> _Task to carry out_
Could you set down exactly the lines in the records below between the line holding "async fn list_grupos(&self, plantel_id: i64)" and the line holding "Grupo KPI aggregates", inclusive?

[Stored items]

________________________________________

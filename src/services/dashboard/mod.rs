pub mod resumen;

use actix_web::{HttpRequest, HttpResponse, Result as ActixResult};
use std::sync::Arc;

use crate::storage::Storage;

pub struct DashboardService {
    storage: Option<Arc<dyn Storage>>,
}

impl DashboardService {
    pub fn new_lazy() -> Self {
        Self { storage: None }
    }

    pub(crate) fn get_storage(&self, request: &HttpRequest) -> Arc<dyn Storage> {
        if let Some(storage) = &self.storage {
            storage.clone()
        } else {
            request
                .app_data::<actix_web::web::Data<Arc<dyn Storage>>>()
                .expect("Storage not found in app data")
                .get_ref()
                .clone()
        }
    }

    pub async fn resumen(&self, request: &HttpRequest) -> ActixResult<HttpResponse> {
        resumen::handle_resumen(self, request).await
    }
}
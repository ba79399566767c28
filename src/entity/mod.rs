//! SeaORM entity definitions.
//!
//! Database rows only; the storage layer converts them into the business
//! entities under `models` before anything else sees them.

pub mod prelude;

pub mod asignatura_docentes;
pub mod asignaturas;
pub mod asistencias;
pub mod calificaciones;
pub mod carreras;
pub mod grupo_docentes;
pub mod grupos;
pub mod periodos;
pub mod planteles;
pub mod tutores;
pub mod users;
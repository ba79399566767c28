use actix_web::{HttpRequest, HttpResponse, Result as ActixResult};

use crate::models::{
    ApiResponse, ErrorCode,
    tutores::responses::TutorListResponse,
    users::entities::UserRole,
};
use crate::services::{acting_plantel, authenticated_user};

use super::TutorService;

pub async fn handle_list_tutores(
    service: &TutorService,
    alumno_id: i64,
    request: &HttpRequest,
) -> ActixResult<HttpResponse> {
    let user = match authenticated_user(request) {
        Ok(user) => user,
        Err(resp) => return Ok(resp),
    };
    let plantel_id = match acting_plantel(&user) {
        Ok(id) => id,
        Err(resp) => return Ok(resp),
    };
    let storage = service.get_storage(request);

    match storage.get_user_scoped(alumno_id, plantel_id).await {
        Ok(Some(alumno)) if alumno.rol == UserRole::Alumno => {}
        Ok(_) => {
            return Ok(HttpResponse::NotFound().json(ApiResponse::error_empty(
                ErrorCode::UserNotFound,
                "Alumno not found",
            )));
        }
        Err(e) => {
            return Ok(
                HttpResponse::InternalServerError().json(ApiResponse::error_empty(
                    ErrorCode::InternalServerError,
                    format!("Alumno lookup failed: {e}"),
                )),
            );
        }
    }

    match storage.list_tutores_by_alumno(alumno_id).await {
        Ok(items) => Ok(HttpResponse::Ok().json(ApiResponse::success(
            TutorListResponse { items },
            "Guardians retrieved successfully",
        ))),
        Err(e) => Ok(
            HttpResponse::InternalServerError().json(ApiResponse::error_empty(
                ErrorCode::InternalServerError,
                format!("Guardian listing failed: {e}"),
            )),
        ),
    }
}
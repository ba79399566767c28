//! Group-teacher assignment entity

use sea_orm::entity::prelude::*;

#[derive(Clone, Debug, PartialEq, DeriveEntityModel)]
#[sea_orm(table_name = "grupo_docentes")]
pub struct Model {
    #[sea_orm(primary_key)]
    pub id: i64,
    pub grupo_id: i64,
    pub docente_id: i64,
}

#[derive(Copy, Clone, Debug, EnumIter, DeriveRelation)]
pub enum Relation {
    #[sea_orm(
        belongs_to = "super::grupos::Entity",
        from = "Column::GrupoId",
        to = "super::grupos::Column::Id"
    )]
    Grupo,
    #[sea_orm(
        belongs_to = "super::users::Entity",
        from = "Column::DocenteId",
        to = "super::users::Column::Id"
    )]
    Docente,
}

impl Related<super::grupos::Entity> for Entity {
    fn to() -> RelationDef {
        Relation::Grupo.def()
    }
}

impl Related<super::users::Entity> for Entity {
    fn to() -> RelationDef {
        Relation::Docente.def()
    }
}

impl ActiveModelBehavior for ActiveModel {}
use serde::Serialize;

use super::entities::Calificacion;

#[derive(Debug, Serialize)]
pub struct CalificacionListResponse {
    pub items: Vec<Calificacion>,
    pub promedio: f64,
}
use actix_web::{HttpRequest, HttpResponse, Result as ActixResult};

use crate::models::{
    ApiResponse, ErrorCode,
    periodos::{requests::PeriodoListParams, responses::PeriodoListResponse},
};

use super::PeriodoService;

pub async fn handle_list_periodos(
    service: &PeriodoService,
    params: PeriodoListParams,
    request: &HttpRequest,
) -> ActixResult<HttpResponse> {
    let storage = service.get_storage(request);

    match storage.list_periodos(params.activo).await {
        Ok(items) => Ok(HttpResponse::Ok().json(ApiResponse::success(
            PeriodoListResponse { items },
            "Periods retrieved successfully",
        ))),
        Err(e) => Ok(
            HttpResponse::InternalServerError().json(ApiResponse::error_empty(
                ErrorCode::InternalServerError,
                format!("Period listing failed: {e}"),
            )),
        ),
    }
}
use actix_web::{HttpRequest, HttpResponse, Result as ActixResult, web};
use once_cell::sync::Lazy;

use crate::middlewares;
use crate::models::tutores::requests::CreateTutorRequest;
use crate::models::users::entities::UserRole;
use crate::services::TutorService;
use crate::utils::SafeAlumnoIdI64;

static TUTOR_SERVICE: Lazy<TutorService> = Lazy::new(TutorService::new_lazy);

pub async fn create_tutor(
    req: HttpRequest,
    tutor_data: web::Json<CreateTutorRequest>,
) -> ActixResult<HttpResponse> {
    TUTOR_SERVICE.create_tutor(tutor_data.into_inner(), &req).await
}

pub async fn list_tutores(
    req: HttpRequest,
    alumno_id: SafeAlumnoIdI64,
) -> ActixResult<HttpResponse> {
    TUTOR_SERVICE.list_tutores(alumno_id.0, &req).await
}

pub fn configure_tutor_routes(cfg: &mut web::ServiceConfig) {
    cfg.service(
        web::scope("/api/v1/tutores")
            .wrap(middlewares::RequireJWT)
            .service(
                web::scope("")
                    .wrap(middlewares::RequireRole::new_any(UserRole::staff_roles()))
                    .route("", web::post().to(create_tutor))
                    .route("/alumno/{alumno_id}", web::get().to(list_tutores)),
            ),
    );
}
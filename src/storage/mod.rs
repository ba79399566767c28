use std::sync::Arc;

use crate::models::{
    asignaturas::{entities::Asignatura, requests::NewAsignatura, responses::AsignaturaCatalogRow},
    asistencias::{entities::Asistencia, requests::NewAsistencia},
    calificaciones::{entities::Calificacion, requests::NewCalificacion},
    carreras::{entities::Carrera, requests::CreateCarreraRequest},
    grupos::{
        entities::Grupo,
        requests::{NewGrupo, UpdateGrupoData},
    },
    periodos::{entities::Periodo, requests::NewPeriodo},
    planteles::{entities::Plantel, requests::CreatePlantelRequest},
    tutores::{entities::Tutor, requests::CreateTutorRequest},
    users::{
        entities::{Estatus, UserRole, Usuario},
        requests::{NewUsuario, UpdateUsuarioData, UserListParams},
        responses::UserListResponse,
    },
};

use crate::errors::Result;

pub mod sea_orm_storage;

/// Persistence boundary. Campus scoping lives here: every `_scoped` method
/// combines the primary-key filter with the acting campus, so a cross-campus
/// id simply comes back as `None`.
#[async_trait::async_trait]
pub trait Storage: Send + Sync {
    // Users
    async fn create_user(&self, user: NewUsuario) -> Result<Usuario>;
    async fn get_user_by_id(&self, id: i64) -> Result<Option<Usuario>>;
    async fn get_user_by_username(&self, username: &str) -> Result<Option<Usuario>>;
    async fn get_user_by_username_or_email(&self, identifier: &str) -> Result<Option<Usuario>>;
    async fn get_user_scoped(&self, id: i64, plantel_id: i64) -> Result<Option<Usuario>>;
    async fn list_users_by_rol(
        &self,
        plantel_id: i64,
        rol: UserRole,
        params: UserListParams,
    ) -> Result<UserListResponse>;
    async fn list_alumnos_by_grupo(&self, grupo_id: i64) -> Result<Vec<Usuario>>;
    async fn update_user_scoped(
        &self,
        id: i64,
        plantel_id: i64,
        update: UpdateUsuarioData,
    ) -> Result<Option<Usuario>>;
    /// Own-profile update, no campus filter.
    async fn update_own_profile(
        &self,
        id: i64,
        update: UpdateUsuarioData,
    ) -> Result<Option<Usuario>>;
    async fn delete_user_scoped(&self, id: i64, plantel_id: i64) -> Result<bool>;
    async fn set_password(
        &self,
        id: i64,
        password_hash: String,
        estatus: Option<Estatus>,
    ) -> Result<bool>;
    async fn update_last_login(&self, id: i64) -> Result<bool>;
    async fn set_foto_perfil(&self, id: i64, filename: String) -> Result<bool>;
    async fn count_users_by_rol(&self, plantel_id: i64, rol: UserRole) -> Result<i64>;
    async fn count_users(&self) -> Result<u64>;

    // Planteles
    async fn create_plantel(&self, plantel: CreatePlantelRequest) -> Result<Plantel>;
    async fn get_plantel_by_id(&self, id: i64) -> Result<Option<Plantel>>;
    async fn list_planteles(&self) -> Result<Vec<Plantel>>;
    async fn update_total_aulas(&self, plantel_id: i64, total_aulas: i32) -> Result<bool>;

    // Periodos
    async fn create_periodo(&self, periodo: NewPeriodo) -> Result<Periodo>;
    async fn get_periodo_by_id(&self, id: i64) -> Result<Option<Periodo>>;
    async fn list_periodos(&self, activo: Option<bool>) -> Result<Vec<Periodo>>;

    // Carreras
    async fn create_carrera(&self, plantel_id: i64, carrera: CreateCarreraRequest)
    -> Result<Carrera>;
    async fn get_carrera_scoped(&self, id: i64, plantel_id: i64) -> Result<Option<Carrera>>;
    async fn list_carreras(&self, plantel_id: i64) -> Result<Vec<Carrera>>;

    // Grupos
    async fn create_grupo(&self, plantel_id: i64, grupo: NewGrupo) -> Result<Grupo>;
    async fn get_grupo_scoped(&self, id: i64, plantel_id: i64) -> Result<Option<Grupo>>;
    async fn list_grupos(&self, plantel_id: i64) -> Result<Vec<Grupo>>;
    async fn update_grupo_scoped(
        &self,
        id: i64,
        plantel_id: i64,
        update: UpdateGrupoData,
    ) -> Result<Option<Grupo>>;
    async fn delete_grupo_scoped(&self, id: i64, plantel_id: i64) -> Result<bool>;
    async fn count_grupos(&self, plantel_id: i64) -> Result<i64>;
    /// Atomic bulk promotion; returns the number of promoted groups.
    async fn promote_grupos(&self, plantel_id: i64, periodo_id: i64) -> Result<u64>;
    async fn list_docentes_for_grupo(&self, grupo_id: i64) -> Result<Vec<Usuario>>;

    // Grupo KPI aggregates
    async fn count_alumnos_in_grupo(&self, grupo_id: i64) -> Result<i64>;
    async fn notas_for_grupo(&self, grupo_id: i64) -> Result<Vec<f64>>;
    /// `(presentes, total)` attendance rows for the group in `[desde, hasta)`.
    async fn asistencia_counts_for_grupo(
        &self,
        grupo_id: i64,
        desde: i64,
        hasta: i64,
    ) -> Result<(i64, i64)>;

    // At-risk detection (distinct students with at least one failing grade)
    async fn count_alumnos_en_riesgo(
        &self,
        plantel_id: i64,
        grupo_id: Option<i64>,
    ) -> Result<i64>;
    /// Up to `limit` at-risk students with their worst grade.
    async fn list_alumnos_en_riesgo(
        &self,
        plantel_id: i64,
        grupo_id: Option<i64>,
        limit: u64,
    ) -> Result<Vec<(Usuario, f64)>>;

    // Asignaturas
    /// Atomic fan-out creation; returns the number of groups replicated into.
    async fn replicate_asignatura(&self, plantel_id: i64, asignatura: NewAsignatura)
    -> Result<u64>;
    async fn get_asignatura_scoped(&self, id: i64, plantel_id: i64) -> Result<Option<Asignatura>>;
    async fn list_asignaturas_catalog(&self, plantel_id: i64)
    -> Result<Vec<AsignaturaCatalogRow>>;
    async fn count_asignaturas_for_grupo(&self, grupo_id: i64) -> Result<i64>;
    /// Distinct teachers owning at least one subject with no recorded grade.
    async fn count_docentes_actas_pendientes(&self, plantel_id: i64) -> Result<i64>;

    // Calificaciones
    async fn create_calificacion(&self, calificacion: NewCalificacion) -> Result<Calificacion>;
    async fn list_calificaciones(
        &self,
        alumno_id: Option<i64>,
        asignatura_id: Option<i64>,
    ) -> Result<Vec<Calificacion>>;

    // Asistencias
    async fn create_asistencia(&self, asistencia: NewAsistencia) -> Result<Asistencia>;
    /// Whether the student already has a record in `[desde, hasta)`.
    async fn exists_asistencia(&self, alumno_id: i64, desde: i64, hasta: i64) -> Result<bool>;
    async fn list_asistencias(&self, grupo_id: i64, desde: i64, hasta: i64)
    -> Result<Vec<Asistencia>>;
    /// `(presentes, total)` across the whole campus in `[desde, hasta)`.
    async fn asistencia_counts_for_plantel(
        &self,
        plantel_id: i64,
        desde: i64,
        hasta: i64,
    ) -> Result<(i64, i64)>;

    // Tutores
    async fn create_tutor(&self, tutor: CreateTutorRequest) -> Result<Tutor>;
    async fn list_tutores_by_alumno(&self, alumno_id: i64) -> Result<Vec<Tutor>>;
}

pub async fn create_storage() -> Result<Arc<dyn Storage>> {
    let storage = sea_orm_storage::SeaOrmStorage::new_async().await?;
    Ok(Arc::new(storage))
}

________________________________________

> _Output of the task_
    async fn list_grupos(&self, plantel_id: i64) -> Result<Vec<Grupo>>;
    async fn update_grupo_scoped(
        &self,
        id: i64,
        plantel_id: i64,
        update: UpdateGrupoData,
    ) -> Result<Option<Grupo>>;
    async fn delete_grupo_scoped(&self, id: i64, plantel_id: i64) -> Result<bool>;
    async fn count_grupos(&self, plantel_id: i64) -> Result<i64>;
    /// Atomic bulk promotion; returns the number of promoted groups.
    async fn promote_grupos(&self, plantel_id: i64, periodo_id: i64) -> Result<u64>;
    async fn list_docentes_for_grupo(&self, grupo_id: i64) -> Result<Vec<Usuario>>;

    // Grupo KPI aggregates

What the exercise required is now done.